**WORK ORDER**
Please copy each line from the entries that contains the string "descriptor".

[Stored data]
========================================================================
//! Tests for CRS resolution across identifier spellings.

use std::sync::Arc;
use std::thread;

use wfs_common::crs::{resolve, AxisOrder, CrsResolver};
use wfs_common::WfsError;

// ============================================================================
// Spelling equivalence
// ============================================================================

#[test]
fn test_all_spellings_resolve_to_same_system() {
    let spellings = [
        "EPSG:4326",
        "epsg:4326",
        "urn:ogc:def:crs:EPSG::4326",
        "urn:ogc:def:crs:EPSG:6.6:4326",
        "urn:x-ogc:def:crs:EPSG:4326",
        "http://www.opengis.net/gml/srs/epsg.xml#4326",
        "http://www.opengis.net/def/crs/EPSG/0/4326",
        "CRS:84",
    ];

    let reference = resolve("EPSG:4326", false).unwrap();
    for spelling in spellings {
        for force in [false, true] {
            let descriptor = resolve(spelling, force).unwrap();
            assert_eq!(descriptor, reference, "{} (force={})", spelling, force);
        }
    }
}

#[test]
fn test_urn_round_trip_is_equivalent() {
    for code in ["EPSG:4326", "EPSG:4327", "EPSG:3857", "EPSG:32633", "EPSG:3035"] {
        for force in [false, true] {
            let original = resolve(code, force).unwrap();
            let decoded = resolve(&original.urn(), false).unwrap();
            assert_eq!(decoded, original, "{}", code);

            let legacy = resolve(&original.epsg_identifier(), false).unwrap();
            assert_eq!(legacy, original, "{}", code);
        }
    }
}

// ============================================================================
// Axis order
// ============================================================================

#[test]
fn test_urn_declares_lat_lon_for_geographic() {
    let urn = resolve("urn:ogc:def:crs:EPSG::4326", false).unwrap();
    assert_eq!(urn.axis_order(), AxisOrder::LatLon);
    assert!(urn.axis_order().is_swapped());
}

#[test]
fn test_gml_http_spelling_is_lon_lat() {
    let http = resolve("http://www.opengis.net/gml/srs/epsg.xml#4326", false).unwrap();
    assert_eq!(http.axis_order(), AxisOrder::LonLat);
}

#[test]
fn test_utm_zones_are_east_north() {
    for code in ["EPSG:32601", "EPSG:32660", "EPSG:32701", "EPSG:32760"] {
        assert_eq!(resolve(code, false).unwrap().axis_order(), AxisOrder::LonLat);
    }
    assert!(resolve("EPSG:32661", false).is_err());
}

// ============================================================================
// Failures
// ============================================================================

#[test]
fn test_unknown_codes_carry_input() {
    for code in ["EPSG:99999", "urn:ogc:def:crs:EPSG::", "FOO:4326", ""] {
        match resolve(code, false) {
            Err(WfsError::UnknownAuthorityCode(c)) => assert_eq!(c, code),
            other => panic!("{}: expected UnknownAuthorityCode, got {:?}", code, other),
        }
    }
}

// ============================================================================
// Shared cache
// ============================================================================

#[test]
fn test_concurrent_resolution_is_consistent() {
    let resolver = Arc::new(CrsResolver::new());

    let handles: Vec<_> = (0..8)
        .map(|i| {
            let resolver = Arc::clone(&resolver);
            thread::spawn(move || {
                let force = i % 2 == 0;
                resolver.resolve("urn:ogc:def:crs:EPSG::4326", force).unwrap()
            })
        })
        .collect();

    for (i, handle) in handles.into_iter().enumerate() {
        let descriptor = handle.join().unwrap();
        let expected = if i % 2 == 0 {
            AxisOrder::LonLat
        } else {
            AxisOrder::LatLon
        };
        assert_eq!(descriptor.axis_order(), expected);
    }

    assert_eq!(resolver.len(), 2);
}

#[test]
fn test_shared_resolver_is_a_singleton() {
    let a = CrsResolver::shared() as *const CrsResolver;
    let b = CrsResolver::shared() as *const CrsResolver;
    assert_eq!(a, b);
    assert!(CrsResolver::shared().resolve("EPSG:3857", false).is_ok());
}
========================================================================
**EXPECTED ANSWER**
            let descriptor = resolve(spelling, force).unwrap();
            assert_eq!(descriptor, reference, "{} (force={})", spelling, force);
        let descriptor = handle.join().unwrap();
        assert_eq!(descriptor.axis_order(), expected);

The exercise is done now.